Территория всех трех провинций была разделена на конвенты (семь в Тарраконской Испании, три в Лузитании и четыре в Бетике). Точное время создания этих округов неизвестно, но можно уверенно говорить, что они возникли уже при Августе[1006]. Временем правления этого императора, скорее всего, датируется надпись с упоминанием Бракаравгустанского конвента (А. e. 2004, 772). В состав конвентов входили общины разного статуса. Здесь были римские муниципии и колонии, граждане которых имели полный объем римских гражданских прав, латинские муниципии и колонии, «союзные» общины, «свободные» общины, податные города, «народы» и племена, у которых город еще не был основной ячейкой жизни[1007].

Как уже говорилось, Дион Кассий приписывает Августу во время этого его путешествия в Испанию и Галлию основание городов. Видимо, к этому времени надо отнести создание последних колоний в Испании, а также, вероятно, предоставление некоторым местным общинам статуса латинского муниципия[1008].

После 13 г. до н. э. уже нет речи о массовой организованной итало-римской колонизации в Испанию, ни о ветеранской, ни о какой-либо другой. Только император Отон в 69 г. вывел в уже существующие Эмериту Августу и Гиспалис новые порции ветеранов (Тас. Hist. 1, 78, 1), и в какое-то неопределенное время появился новый корпус ветеранов в Валенции[1009]. Приблизительно через столетие после Отона Марк Аврелий переселил какое-то количество италиков в Испанию (SHA, Marc. XI, 7), причиной чего была, возможно, эпидемия[1010]. Но все это были единичные случаи. Разумеется, иммиграция из Италии не прекратилась. Уже упоминались римские граждане, ведущие дела в Бракаре. Встречаются италики и римляне и в других местах Испании. Но большинство их концентрировалось в легионном лагере VII Парного легиона, стоявшего в Испании после 70 г., и в еще большей степени в Тарраконе[1011]. Это были солдаты и ветераны, происходившие из Рима и Италии, негоцианты, чиновники, ремесленники. Но все это были обычные передвижения людей, неизбежные в таком огромном государстве, как Римская империя. Массовый же приток крестьян теперь прекратился.

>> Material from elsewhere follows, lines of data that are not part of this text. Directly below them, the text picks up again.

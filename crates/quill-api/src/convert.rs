//! Row-to-model conversion. Rows that fail to parse are logged and skipped
//! rather than failing the whole request.

use chrono::{DateTime, Utc};
use tracing::warn;
use uuid::Uuid;

use quill_db::models::{DocumentRow, DocumentSummaryRow, UserRow};
use quill_types::{Document, DocumentSummary, Role, User};

fn parse_time(value: &str) -> Option<DateTime<Utc>> {
    DateTime::parse_from_rfc3339(value)
        .ok()
        .map(|t| t.with_timezone(&Utc))
}

pub fn user_from_row(row: UserRow) -> Option<User> {
    let (Ok(id), Some(created_at)) = (row.id.parse::<Uuid>(), parse_time(&row.created_at)) else {
        warn!(user_id = %row.id, "Skipping corrupt user row");
        return None;
    };
    Some(User {
        id,
        username: row.username,
        name: row.name,
        email: row.email,
        role: Role::parse(&row.role),
        created_at,
    })
}

pub fn document_from_row(row: DocumentRow) -> Option<Document> {
    let parsed = (
        row.id.parse::<Uuid>(),
        row.owner_id.parse::<Uuid>(),
        parse_time(&row.last_edited),
        parse_time(&row.created_at),
    );
    let (Ok(id), Ok(owner_id), Some(last_edited), Some(created_at)) = parsed else {
        warn!(document_id = %row.id, "Skipping corrupt document row");
        return None;
    };
    Some(Document {
        id,
        owner_id,
        title: row.title,
        content: row.content,
        last_edited,
        created_at,
    })
}

pub fn summary_from_row(row: DocumentSummaryRow) -> Option<DocumentSummary> {
    let parsed = (
        row.id.parse::<Uuid>(),
        parse_time(&row.last_edited),
        parse_time(&row.created_at),
    );
    let (Ok(id), Some(last_edited), Some(created_at)) = parsed else {
        warn!(document_id = %row.id, "Skipping corrupt document row");
        return None;
    };
    Some(DocumentSummary {
        id,
        title: row.title,
        last_edited,
        created_at,
    })
}

/// Timestamp format stored in the database.
pub fn now_string() -> String {
    Utc::now().to_rfc3339_opts(chrono::SecondsFormat::Micros, true)
}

После своего возвращения в Рим в 13 г. до н. э. Август перестал интересоваться Испанией. Военная реформа отодвинула на второй план проблему землеустройства ветеранов, да и ветеранская колонизация теперь в основном направляется во вновь завоеванные земли. Дунайская и особенно рейнская границы становятся более важными для императоров, чем уже полностью завоеванная и усмиренная Испания. Испанские провинции оттесняются на периферию внимания императорского правительства. Почти исчезает Испания и из римской историографии. Если в рассказах о событиях республиканского времени, начиная со II Пунической войны, Испания встречается почти постоянно, то в тацитовских «Анналах» она почти не появляется[1012]. Начинается новый период истории Испании.